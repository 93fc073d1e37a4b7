//! Verify command implementation.

use std::sync::Arc;

use anyhow::{Context, Result};
use attestkit_core::configurer::prelude::*;
use attestkit_core::configurer::StagedRegistrationManagerConfigurer;
use attestkit_core::verifier::{
    CertPathTrustworthinessVerifier, DefaultCertPathTrustworthinessVerifier,
    DefaultSelfAttestationTrustworthinessVerifier, NullCertPathTrustworthinessVerifier,
};
use attestkit_core::{
    Aaguid, RegistrationManager, RegistrationParameters, RegistrationRequest, ServerProperty,
    TrustAnchor, TrustAnchorRepository, VerifiedRegistration,
};
use base64::engine::general_purpose::URL_SAFE_NO_PAD;
use base64::Engine;
use colored::Colorize;
use serde_json::json;
use tracing::{debug, info, warn};
use webauthn_rs_proto::RegisterPublicKeyCredential;

use crate::utils::{decode_challenge, load_anchor_files, read_file};
use crate::VerifyArgs;

/// Consults every repository and returns all anchors found.
struct CombinedTrustAnchors(Vec<Arc<dyn TrustAnchorRepository>>);

impl TrustAnchorRepository for CombinedTrustAnchors {
    fn find(&self, aaguid: &Aaguid) -> Vec<TrustAnchor> {
        self.0.iter().flat_map(|r| r.find(aaguid)).collect()
    }

    fn find_by_attestation_certificate_key_identifier(
        &self,
        key_identifier: &[u8],
    ) -> Vec<TrustAnchor> {
        self.0
            .iter()
            .flat_map(|r| r.find_by_attestation_certificate_key_identifier(key_identifier))
            .collect()
    }
}

/// Execute the verify command.
pub async fn execute(args: VerifyArgs, quiet: bool) -> Result<()> {
    let challenge = decode_challenge(&args.challenge)?;
    let bytes = read_file(&args.credential)?;
    let credential: RegisterPublicKeyCredential =
        serde_json::from_slice(&bytes).context("Failed to parse PublicKeyCredential JSON")?;
    let request = registration_request(&credential)?;

    let mut origins = args.origin.iter();
    let first = origins.next().map(String::as_str).unwrap_or_default();
    let server_property = origins.fold(
        ServerProperty::new(first, args.rp_id.as_str(), challenge),
        |property, origin| property.with_origin(origin.as_str()),
    );
    let parameters = RegistrationParameters::new(server_property)
        .user_verification_required(args.require_user_verification);

    let self_attestation = if args.no_self_attestation {
        DefaultSelfAttestationTrustworthinessVerifier::prohibited()
    } else {
        DefaultSelfAttestationTrustworthinessVerifier::default()
    };

    let mut repositories: Vec<Arc<dyn TrustAnchorRepository>> = Vec::new();
    if !args.anchor.is_empty() {
        let anchors = load_anchor_files(&args.anchor)?;
        debug!(anchors = anchors.anchors().len(), "Loaded trust anchors from files");
        repositories.push(Arc::new(anchors));
    }
    if args.mds {
        let repository = args
            .metadata
            .repository()
            .await
            .context("Failed to load metadata BLOB")?;
        repositories.push(Arc::new(repository));
    }

    let manager = if repositories.is_empty() {
        warn!("No trust anchors given, attestation certificate paths will not be checked");
        build_manager(NullCertPathTrustworthinessVerifier, self_attestation)?
    } else {
        let repository: Arc<dyn TrustAnchorRepository> =
            Arc::new(CombinedTrustAnchors(repositories));
        build_manager(DefaultCertPathTrustworthinessVerifier::new(repository), self_attestation)?
    };

    let verified = manager
        .verify_request(&request, &parameters)
        .context("Registration rejected")?;
    info!(
        format = %verified.attestation.format,
        attestation_type = %verified.attestation.attestation_type,
        "Registration accepted"
    );

    if args.json {
        println!("{}", serde_json::to_string_pretty(&summary(&verified))?);
    } else if !quiet {
        print_summary(&verified);
    }
    Ok(())
}

fn registration_request(credential: &RegisterPublicKeyCredential) -> Result<RegistrationRequest> {
    let mut request = RegistrationRequest::new(
        credential.response.attestation_object.to_vec(),
        credential.response.client_data_json.to_vec(),
    );
    request.transports = credential
        .response
        .transports
        .iter()
        .flatten()
        .filter_map(|t| serde_json::to_value(t).ok())
        .filter_map(|v| v.as_str().map(str::to_string))
        .collect();
    request.client_extensions_json = Some(serde_json::to_string(&credential.extensions)?);
    Ok(request)
}

fn build_manager<V>(
    cert_path: V,
    self_attestation: DefaultSelfAttestationTrustworthinessVerifier,
) -> Result<RegistrationManager>
where
    V: CertPathTrustworthinessVerifier + 'static,
{
    let manager = StagedRegistrationManagerConfigurer::configure()
        .with_cert_path_trustworthiness_verifier(move |_| cert_path)
        .with_self_attestation_trustworthiness_verifier(move |_| self_attestation)
        .with_no_custom_registration_verifiers()
        .build()?;
    Ok(manager)
}

fn trust_path_subjects(verified: &VerifiedRegistration) -> Vec<String> {
    verified
        .attestation
        .trust_path
        .iter()
        .map(|cert| TrustAnchor::new(cert.clone()).subject())
        .collect()
}

fn summary(verified: &VerifiedRegistration) -> serde_json::Value {
    let auth_data = &verified.data.attestation_object.authenticator_data;
    let aaguid = auth_data.attested_credential_data.as_ref().map(|acd| acd.aaguid);
    json!({
        "format": verified.attestation.format,
        "attestationType": verified.attestation.attestation_type.to_string(),
        "aaguid": aaguid,
        "credentialId": verified.credential_id().map(|id| URL_SAFE_NO_PAD.encode(id)),
        "signCount": auth_data.sign_count,
        "userVerified": auth_data.flags.user_verified(),
        "backupEligible": auth_data.flags.backup_eligible(),
        "backupState": auth_data.flags.backup_state(),
        "transports": verified.data.transports,
        "trustPath": trust_path_subjects(verified),
    })
}

fn print_summary(verified: &VerifiedRegistration) {
    let auth_data = &verified.data.attestation_object.authenticator_data;
    println!();
    println!("{}", "╔════════════════════════════════════════╗".green());
    println!("{}", "║         REGISTRATION VERIFIED          ║".green().bold());
    println!("{}", "╚════════════════════════════════════════╝".green());
    println!();
    println!("   {} {}", "Format:".dimmed(), verified.attestation.format);
    println!("   {} {}", "Attestation:".dimmed(), verified.attestation.attestation_type);
    if let Some(acd) = &auth_data.attested_credential_data {
        println!("   {} {}", "AAGUID:".dimmed(), acd.aaguid);
        println!("   {} {}", "Credential:".dimmed(), URL_SAFE_NO_PAD.encode(&acd.credential_id));
    }
    println!(
        "   {} UP={} UV={} BE={} BS={}",
        "Flags:".dimmed(),
        auth_data.flags.user_present(),
        auth_data.flags.user_verified(),
        auth_data.flags.backup_eligible(),
        auth_data.flags.backup_state()
    );
    for (index, subject) in trust_path_subjects(verified).iter().enumerate() {
        println!("   {} {}", format!("[{index}]").dimmed(), subject);
    }
}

*What you need to do:* Line by line, print the records above exactly as they stand.

*Solution:*
repository 93fc073d1e37a4b7
//! Verify command implementation.

use std::sync::Arc;

use anyhow::{Context, Result};
use attestkit_core::configurer::prelude::*;
use attestkit_core::configurer::StagedRegistrationManagerConfigurer;
use attestkit_core::verifier::{
    CertPathTrustworthinessVerifier, DefaultCertPathTrustworthinessVerifier,
    DefaultSelfAttestationTrustworthinessVerifier, NullCertPathTrustworthinessVerifier,
};
use attestkit_core::{
    Aaguid, RegistrationManager, RegistrationParameters, RegistrationRequest, ServerProperty,
    TrustAnchor, TrustAnchorRepository, VerifiedRegistration,
};
use base64::engine::general_purpose::URL_SAFE_NO_PAD;
use base64::Engine;
use colored::Colorize;
use serde_json::json;
use tracing::{debug, info, warn};
use webauthn_rs_proto::RegisterPublicKeyCredential;

use crate::utils::{decode_challenge, load_anchor_files, read_file};
use crate::VerifyArgs;

/// Consults every repository and returns all anchors found.
struct CombinedTrustAnchors(Vec<Arc<dyn TrustAnchorRepository>>);

impl TrustAnchorRepository for CombinedTrustAnchors {
    fn find(&self, aaguid: &Aaguid) -> Vec<TrustAnchor> {
        self.0.iter().flat_map(|r| r.find(aaguid)).collect()
    }

    fn find_by_attestation_certificate_key_identifier(
        &self,
        key_identifier: &[u8],
    ) -> Vec<TrustAnchor> {
        self.0
            .iter()
            .flat_map(|r| r.find_by_attestation_certificate_key_identifier(key_identifier))
            .collect()
    }
}

/// Execute the verify command.
pub async fn execute(args: VerifyArgs, quiet: bool) -> Result<()> {
    let challenge = decode_challenge(&args.challenge)?;
    let bytes = read_file(&args.credential)?;
    let credential: RegisterPublicKeyCredential =
        serde_json::from_slice(&bytes).context("Failed to parse PublicKeyCredential JSON")?;
    let request = registration_request(&credential)?;

    let mut origins = args.origin.iter();
    let first = origins.next().map(String::as_str).unwrap_or_default();
    let server_property = origins.fold(
        ServerProperty::new(first, args.rp_id.as_str(), challenge),
        |property, origin| property.with_origin(origin.as_str()),
    );
    let parameters = RegistrationParameters::new(server_property)
        .user_verification_required(args.require_user_verification);

    let self_attestation = if args.no_self_attestation {
        DefaultSelfAttestationTrustworthinessVerifier::prohibited()
    } else {
        DefaultSelfAttestationTrustworthinessVerifier::default()
    };

    let mut repositories: Vec<Arc<dyn TrustAnchorRepository>> = Vec::new();
    if !args.anchor.is_empty() {
        let anchors = load_anchor_files(&args.anchor)?;
        debug!(anchors = anchors.anchors().len(), "Loaded trust anchors from files");
        repositories.push(Arc::new(anchors));
    }
    if args.mds {
        let repository = args
            .metadata
            .repository()
            .await
            .context("Failed to load metadata BLOB")?;
        repositories.push(Arc::new(repository));
    }

    let manager = if repositories.is_empty() {
        warn!("No trust anchors given, attestation certificate paths will not be checked");
        build_manager(NullCertPathTrustworthinessVerifier, self_attestation)?
    } else {
        let repository: Arc<dyn TrustAnchorRepository> =
            Arc::new(CombinedTrustAnchors(repositories));
        build_manager(DefaultCertPathTrustworthinessVerifier::new(repository), self_attestation)?
    };

    let verified = manager
        .verify_request(&request, &parameters)
        .context("Registration rejected")?;
    info!(
        format = %verified.attestation.format,
        attestation_type = %verified.attestation.attestation_type,
        "Registration accepted"
    );

    if args.json {
        println!("{}", serde_json::to_string_pretty(&summary(&verified))?);
    } else if !quiet {
        print_summary(&verified);
    }
    Ok(())
}

fn registration_request(credential: &RegisterPublicKeyCredential) -> Result<RegistrationRequest> {
    let mut request = RegistrationRequest::new(
        credential.response.attestation_object.to_vec(),
        credential.response.client_data_json.to_vec(),
    );
    request.transports = credential
        .response
        .transports
        .iter()
        .flatten()
        .filter_map(|t| serde_json::to_value(t).ok())
        .filter_map(|v| v.as_str().map(str::to_string))
        .collect();
    request.client_extensions_json = Some(serde_json::to_string(&credential.extensions)?);
    Ok(request)
}

fn build_manager<V>(
    cert_path: V,
    self_attestation: DefaultSelfAttestationTrustworthinessVerifier,
) -> Result<RegistrationManager>
where
    V: CertPathTrustworthinessVerifier + 'static,
{
    let manager = StagedRegistrationManagerConfigurer::configure()
        .with_cert_path_trustworthiness_verifier(move |_| cert_path)
        .with_self_attestation_trustworthiness_verifier(move |_| self_attestation)
        .with_no_custom_registration_verifiers()
        .build()?;
    Ok(manager)
}

fn trust_path_subjects(verified: &VerifiedRegistration) -> Vec<String> {
    verified
        .attestation
        .trust_path
        .iter()
        .map(|cert| TrustAnchor::new(cert.clone()).subject())
        .collect()
}

fn summary(verified: &VerifiedRegistration) -> serde_json::Value {
    let auth_data = &verified.data.attestation_object.authenticator_data;
    let aaguid = auth_data.attested_credential_data.as_ref().map(|acd| acd.aaguid);
    json!({
        "format": verified.attestation.format,
        "attestationType": verified.attestation.attestation_type.to_string(),
        "aaguid": aaguid,
        "credentialId": verified.credential_id().map(|id| URL_SAFE_NO_PAD.encode(id)),
        "signCount": auth_data.sign_count,
        "userVerified": auth_data.flags.user_verified(),
        "backupEligible": auth_data.flags.backup_eligible(),
        "backupState": auth_data.flags.backup_state(),
        "transports": verified.data.transports,
        "trustPath": trust_path_subjects(verified),
    })
}

fn print_summary(verified: &VerifiedRegistration) {
    let auth_data = &verified.data.attestation_object.authenticator_data;
    println!();
    println!("{}", "╔════════════════════════════════════════╗".green());
    println!("{}", "║         REGISTRATION VERIFIED          ║".green().bold());
    println!("{}", "╚════════════════════════════════════════╝".green());
    println!();
    println!("   {} {}", "Format:".dimmed(), verified.attestation.format);
    println!("   {} {}", "Attestation:".dimmed(), verified.attestation.attestation_type);
    if let Some(acd) = &auth_data.attested_credential_data {
        println!("   {} {}", "AAGUID:".dimmed(), acd.aaguid);
        println!("   {} {}", "Credential:".dimmed(), URL_SAFE_NO_PAD.encode(&acd.credential_id));
    }
    println!(
        "   {} UP={} UV={} BE={} BS={}",
        "Flags:".dimmed(),
        auth_data.flags.user_present(),
        auth_data.flags.user_verified(),
        auth_data.flags.backup_eligible(),
        auth_data.flags.backup_state()
    );
    for (index, subject) in trust_path_subjects(verified).iter().enumerate() {
        println!("   {} {}", format!("[{index}]").dimmed(), subject);
    }
}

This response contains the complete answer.